Рунич спокойно выслушал все реплики.
— Все? — спросил он. — Не угадали! Актер? Что актер! Голос у него сел, вот вам и нет актера. Непрочная профессия. Я, — он обвел торжествующим взглядом теплушку, — я киномеханик. Ну?
— Киномеханик, — разочарованно протянули ребята. Они и в самом деле ждали чего-то необыкновенного. — Только-то и всего!
— Четыреста рубликов в месяц, как одна копейка, — рассвирепел Рунич. — Это как, а?
— Да плевать мне на твои рублики! — заорал на него огромный черный парень. — Сидишь ты у себя в будке, как крыса. Тоже — деятель искусства! И свету у тебя всего с окошечко. Я — шофер. Сташевским меня зовут, — обернулся он к Гайдашу. — Целый год я в дороге. Мой хозяин — Дубовой, Александр Матвеевич, слыхали такого? Мы с ним весь Донбасс объехали. Вот это профессия.

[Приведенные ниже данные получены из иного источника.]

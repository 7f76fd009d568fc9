//! Result matchers for supported engines.

mod google;

pub use google::{GoogleResultMatcher, MatcherRules};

Вспыхнул горячий спор. Каждый начал выхвалять свою профессию, ее прелести, ее значение. Разлученные сейчас с работой, они говорили о ней, как о возлюбленной, которая осталась дома. Она становилась все красивее по мере удаления поезда. Они сами никогда еще не знали ее такой красивой. Они говорили нежно и пылко о своих тракторах, мастерских, шахтах, полях, кинолентах, — ни пяди не хотели они уступить друг другу. Они отвергали сейчас все профессии, кроме своей единственной. Они готовы были всех обратить в свою веру, непримиримые, как проповедники. Мир мог остаться без поваров и прачек — эти профессии здесь некому было защищать.
Алексей сидел, не участвуя в споре. Он смотрел, как возился около «буржуйки» неутомимый Антон Ляшенко. Он все шуровал да шуровал кочергою, словно пред ним была топка гигантского котла, и, казалось, нельзя было убедительнее прославить свою профессию, чем это делал молчаливый кочегар Ляшенко, и здесь, в походной теплушке, нашедший себе дело.

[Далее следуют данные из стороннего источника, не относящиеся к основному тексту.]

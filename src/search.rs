//! Search orchestration: pagination, proxy rotation and run outcomes.

use std::sync::Arc;

use reqwest::header::HeaderMap;
use tokio::time::{sleep, timeout, Duration};
use tracing::{debug, info, warn};

use crate::engine::PageStatus;
use crate::engines::GoogleResultMatcher;
use crate::fetcher::PageFetcher;
use crate::headers::parse_headers;
use crate::proxy::ProxyPool;
use crate::{
    EngineConfig, LinkEntry, PageRequest, QueryResult, Result, ResultMatcher, RunOutcome,
    RunResult, SearchError, SearchOptions, SearchQuery,
};

/// Runs queries page by page against one engine.
///
/// Queries are processed one after another and pages strictly in order; at
/// most one request is in flight. A configured proxy pool is rotated on
/// every failed fetch and kept on the same proxy after a successful one.
pub struct Search {
    engine: EngineConfig,
    options: SearchOptions,
    headers: HeaderMap,
    fetcher: Arc<dyn PageFetcher>,
    matcher: Arc<dyn ResultMatcher>,
    proxy_pool: Option<ProxyPool>,
}

impl Search {
    /// Creates a search with default engine, options and headers.
    pub fn new(fetcher: Arc<dyn PageFetcher>) -> Result<Self> {
        Ok(Self {
            engine: EngineConfig::default(),
            options: SearchOptions::default(),
            headers: parse_headers::<&str>(&[])?,
            fetcher,
            matcher: Arc::new(GoogleResultMatcher::new()),
            proxy_pool: None,
        })
    }

    /// Sets the engine configuration.
    pub fn with_engine(mut self, engine: EngineConfig) -> Self {
        self.engine = engine;
        self
    }

    /// Sets pagination and retry options.
    pub fn with_options(mut self, options: SearchOptions) -> Self {
        self.options = options;
        self
    }

    /// Sets the request headers.
    pub fn with_headers(mut self, headers: HeaderMap) -> Self {
        self.headers = headers;
        self
    }

    /// Replaces the result matcher.
    pub fn with_matcher<M: ResultMatcher + 'static>(mut self, matcher: M) -> Self {
        self.matcher = Arc::new(matcher);
        self
    }

    /// Sets the proxy pool. An empty pool means direct connections.
    pub fn set_proxy_pool(&mut self, proxy_pool: ProxyPool) {
        self.proxy_pool = (!proxy_pool.is_empty()).then_some(proxy_pool);
    }

    /// Returns the proxy pool if configured.
    pub fn proxy_pool(&self) -> Option<&ProxyPool> {
        self.proxy_pool.as_ref()
    }

    /// Returns the options.
    pub fn options(&self) -> &SearchOptions {
        &self.options
    }

    /// Runs every query in order.
    ///
    /// All queries are validated before the first request. A failure that
    /// cannot be recovered by rotating proxies ends the whole run; queries
    /// that already finished are kept in the returned outcome.
    pub async fn run<S: AsRef<str>>(&mut self, queries: &[S]) -> RunOutcome {
        let queries = match self.prepare(queries) {
            Ok(queries) => queries,
            Err(e) => {
                return RunOutcome::ConfigurationError {
                    reason: e.to_string(),
                }
            }
        };

        let mut completed = RunResult::new();
        for query in &queries {
            match self.search_query(query).await {
                Ok(result) => completed.push(result),
                Err(e) => {
                    warn!("Query \"{}\" aborted the run: {}", query.query, e);
                    return Self::failure(e, completed);
                }
            }
        }
        RunOutcome::Success(completed)
    }

    fn prepare<S: AsRef<str>>(&self, queries: &[S]) -> Result<Vec<SearchQuery>> {
        if queries.is_empty() {
            return Err(SearchError::InvalidQuery("No queries given".into()));
        }
        let queries = queries
            .iter()
            .map(|q| SearchQuery::new(q.as_ref()))
            .collect::<Result<Vec<_>>>()?;
        for query in &queries {
            self.page_request(query, 0).url(&self.engine.host)?;
        }
        Ok(queries)
    }

    fn failure(error: SearchError, completed: RunResult) -> RunOutcome {
        match error {
            SearchError::Blocked => RunOutcome::Blocked { completed },
            SearchError::Malformed(reason) => RunOutcome::MalformedResponse { completed, reason },
            SearchError::Transport(reason) => RunOutcome::TransportFailure { completed, reason },
            SearchError::ProxiesExhausted { attempts } => {
                RunOutcome::ProxiesExhausted { completed, attempts }
            }
            other if other.is_configuration() => RunOutcome::ConfigurationError {
                reason: other.to_string(),
            },
            other => RunOutcome::TransportFailure {
                completed,
                reason: other.to_string(),
            },
        }
    }

    fn page_request<'a>(&self, query: &'a SearchQuery, page: u32) -> PageRequest<'a> {
        PageRequest {
            query,
            page,
            offset: self.options.offset,
            time_window: self.options.time_window,
        }
    }

    fn wants_page(&self, page: u32) -> bool {
        self.options.all_pages || page < self.options.pages
    }

    fn retry_limit(&self) -> usize {
        let pool_len = self.proxy_pool.as_ref().map_or(0, ProxyPool::len);
        pool_len * self.options.max_pool_cycles.max(1)
    }

    /// Collects every page of one query.
    ///
    /// Stops after the configured page count (unless `all_pages`), at the
    /// first page without results, or when `start` would overflow. Failed fetches are retried on the next
    /// proxy without advancing the page or sleeping.
    pub async fn search_query(&mut self, query: &SearchQuery) -> Result<QueryResult> {
        let mut result = QueryResult::new(&query.query);
        let mut page = 0;
        let mut failures = 0;

        while self.wants_page(page) {
            let request = self.page_request(query, page);
            if page > 0 && request.start().is_none() {
                debug!("\"{}\" reached the last addressable page", query.query);
                break;
            }
            let entries = match self.fetch_page(&request).await {
                Ok(entries) => {
                    failures = 0;
                    entries
                }
                Err(e) if e.is_retryable() && self.proxy_pool.is_some() => {
                    failures += 1;
                    if failures >= self.retry_limit() {
                        warn!("Giving up on page {} of \"{}\": {}", page, query.query, e);
                        return Err(SearchError::ProxiesExhausted { attempts: failures });
                    }
                    warn!("Page {} of \"{}\" failed ({}), rotating proxy", page, query.query, e);
                    continue;
                }
                Err(e) => return Err(e),
            };

            if entries.is_empty() {
                debug!("Page {} of \"{}\" has no results", page, query.query);
                break;
            }

            debug!("Page {} of \"{}\" yielded {} entries", page, query.query, entries.len());
            result.extend(self.filter(entries));
            page += 1;

            if self.wants_page(page) && !self.options.delay.is_zero() {
                sleep(self.options.delay).await;
            }
        }

        info!("Query \"{}\" finished with {} entries", query.query, result.len());
        Ok(result)
    }

    fn filter(&self, entries: Vec<LinkEntry>) -> Vec<LinkEntry> {
        if !self.options.exclude_junk {
            return entries;
        }
        entries.into_iter().filter(|entry| !entry.is_junk()).collect()
    }

    /// One fetch + classify + extract step.
    async fn fetch_page(&mut self, request: &PageRequest<'_>) -> Result<Vec<LinkEntry>> {
        let url = request.url(&self.engine.host)?;
        let proxy = self
            .proxy_pool
            .as_mut()
            .and_then(|pool| pool.next_proxy())
            .cloned();

        match &proxy {
            Some(proxy) => debug!("Fetching {} via {}", url, proxy.url()),
            None => debug!("Fetching {}", url),
        }

        let limit = Duration::from_secs(self.engine.timeout);
        let page = timeout(limit, self.fetcher.fetch(&url, &self.headers, proxy.as_ref()))
            .await
            .map_err(|_| {
                SearchError::Transport(format!("request timed out after {}s", limit.as_secs()))
            })??;

        let entries = match self.engine.classify(&page.body) {
            PageStatus::Blocked => return Err(SearchError::Blocked),
            PageStatus::Malformed(kind) => {
                return Err(SearchError::Malformed(format!(
                    "{} (HTTP {})",
                    kind.reason(),
                    page.status
                )))
            }
            PageStatus::NoResults => Vec::new(),
            PageStatus::Ok => self.matcher.extract(&page.body),
        };

        if let Some(pool) = self.proxy_pool.as_mut() {
            pool.hold();
        }
        Ok(entries)
    }
}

Алексей пошел к дверям и молча стал смотреть в степь. Поезд медленно шел вдоль Дона. В темноте глухо шумела река. Дождь все падал и падал...

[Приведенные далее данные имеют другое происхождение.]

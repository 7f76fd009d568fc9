//! Engine endpoint configuration and response classification.

use serde::{Deserialize, Serialize};

use crate::LinkEntry;

/// Maps a results page to link entries.
///
/// Implementations never fail: a container that cannot be read is skipped,
/// and a page without containers yields an empty vector.
pub trait ResultMatcher: Send + Sync {
    /// Extracts entries in document order.
    fn extract(&self, html: &str) -> Vec<LinkEntry>;
}

/// What a received body turned out to be.
#[derive(Debug, Clone, Copy, PartialEq, Eq)]
pub enum PageStatus {
    /// A results page; hand it to the extractor.
    Ok,
    /// The engine says the query has no (more) results.
    NoResults,
    /// Anti-automation challenge.
    Blocked,
    /// An engine error page, or not an engine page at all.
    Malformed(MalformedKind),
}

/// Why a body was classified as malformed.
#[derive(Debug, Clone, Copy, PartialEq, Eq)]
pub enum MalformedKind {
    /// The body carries an engine error marker.
    ErrorPage,
    /// The engine-identifying substring is missing.
    NotEnginePage,
}

impl MalformedKind {
    /// Short human-readable reason.
    pub fn reason(&self) -> &'static str {
        match self {
            MalformedKind::ErrorPage => "engine returned an error page",
            MalformedKind::NotEnginePage => "response is not a search engine page",
        }
    }
}

/// Endpoint and markup markers of the target engine.
#[derive(Debug, Clone, Serialize, Deserialize)]
pub struct EngineConfig {
    /// Host serving `/search`.
    #[serde(default = "default_host")]
    pub host: String,
    /// Request timeout in seconds.
    #[serde(default = "default_timeout")]
    pub timeout: u64,
    /// Markup of the anti-automation challenge page.
    ///
    /// Matched against raw HTML, so attribute forms only hit real markup and
    /// not query text or result links that mention the same words.
    #[serde(default = "default_blocked_markers")]
    pub blocked_markers: Vec<String>,
    /// Substrings of the engine's generic error page.
    #[serde(default = "default_error_markers")]
    pub error_markers: Vec<String>,
    /// Substring every genuine engine page contains (case-insensitive).
    #[serde(default = "default_identity_marker")]
    pub identity_marker: String,
    /// Substring of the "no results" notice.
    #[serde(default = "default_no_results_marker")]
    pub no_results_marker: String,
}

fn default_host() -> String {
    "www.google.com".to_string()
}

fn default_timeout() -> u64 {
    10
}

fn default_blocked_markers() -> Vec<String> {
    vec![
        r#"action="/sorry/index""#.to_string(),
        r#"href="/sorry/index"#.to_string(),
        r#"id="captcha-form""#.to_string(),
        r#"class="g-recaptcha""#.to_string(),
    ]
}

fn default_error_markers() -> Vec<String> {
    vec!["That’s an error.".to_string(), "That's an error.".to_string()]
}

fn default_identity_marker() -> String {
    "google".to_string()
}

fn default_no_results_marker() -> String {
    "did not match any documents".to_string()
}

impl Default for EngineConfig {
    fn default() -> Self {
        Self {
            host: default_host(),
            timeout: default_timeout(),
            blocked_markers: default_blocked_markers(),
            error_markers: default_error_markers(),
            identity_marker: default_identity_marker(),
            no_results_marker: default_no_results_marker(),
        }
    }
}

impl EngineConfig {
    /// Sets the host.
    pub fn with_host(mut self, host: impl Into<String>) -> Self {
        self.host = host.into();
        self
    }

    /// Classifies a received body.
    ///
    /// Blocked wins over malformed: the challenge page is also missing the
    /// usual engine markup.
    pub fn classify(&self, body: &str) -> PageStatus {
        if self.blocked_markers.iter().any(|m| body.contains(m.as_str())) {
            return PageStatus::Blocked;
        }
        if self.error_markers.iter().any(|m| body.contains(m.as_str())) {
            return PageStatus::Malformed(MalformedKind::ErrorPage);
        }
        if !body
            .to_lowercase()
            .contains(&self.identity_marker.to_lowercase())
        {
            return PageStatus::Malformed(MalformedKind::NotEnginePage);
        }
        if body.contains(self.no_results_marker.as_str()) {
            return PageStatus::NoResults;
        }
        PageStatus::Ok
    }
}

Ночью Алексей долго не мог уснуть. Ворочался на нарах. Задыхаясь от жары и духоты, переворачивал подушку — она нагрелась, как печка, с ней ничего нельзя было сделать, он выбросил ее и прижался щекой к прохладной коже пальто. Рядом трубно храпел Сташевский, — теперь Алексей знал уж, кто будет храпеть звонче всех в казарме. Внезапно вспомнил вчерашнюю прощальную ночь. «Что ты делаешь теперь, Любаша, солдатка моя? — Вздохнул, подумал, что она хорошая девушка, добрые у нее глаза. А тело? Он зажмурился. — Пожалуй, надо было на ней жениться!» Ох, знал бы тогда, что дома остался родной человек, ждет его, думает о нем. Будет ли ждать Любаша? «Будет! — уверенно говорил он себе. — А почему, собственно, будет? Неужели нет парней лучше тебя, Гайдаш? Откуда эта небрежность к девушке? Ты не любишь ее. Не знаю, может быть, и люблю». — А потом подумал, что встретит он впереди еще много девушек и лучше и хуже Любаши. Ведь он еще молод, черт возьми! Эта мысль была ему приятна. С наслаждением вытянулся на нарах — хрустнули кости.
— Эй, дневальный, спишь! — весело закричал он Колесникову, вздремнувшему у печи.
Тот встрепенулся.
— Никак нет, товарищ старшина. Бодрствую.
— То-то! — засмеялся Гайдаш, перевернулся на другой бок и мгновенно уснул.
Медленно потянулись эшелонные будни. Проснувшись утром, ребята бросались к дверям:
— Где мы?
Мелькали жирные донские степи, долгие станицы, однажды показался верблюд.
— Вот жизнь! — восхищался Рунич. — Сегодня здесь, а завтра там. Вот эту пачку папирос я начал на Дону, в Таганроге, полпачки докурил к Батайску, а к Армавиру надо новую. Все законы науки опрокинуты. Чайник кипит не двадцать минут, а десять километров. На завязывание галстука уходит два километра. На умывание — три километра. Сколько километров я проболтал с вами? На моих часах уже Армавир. Вот жизнь!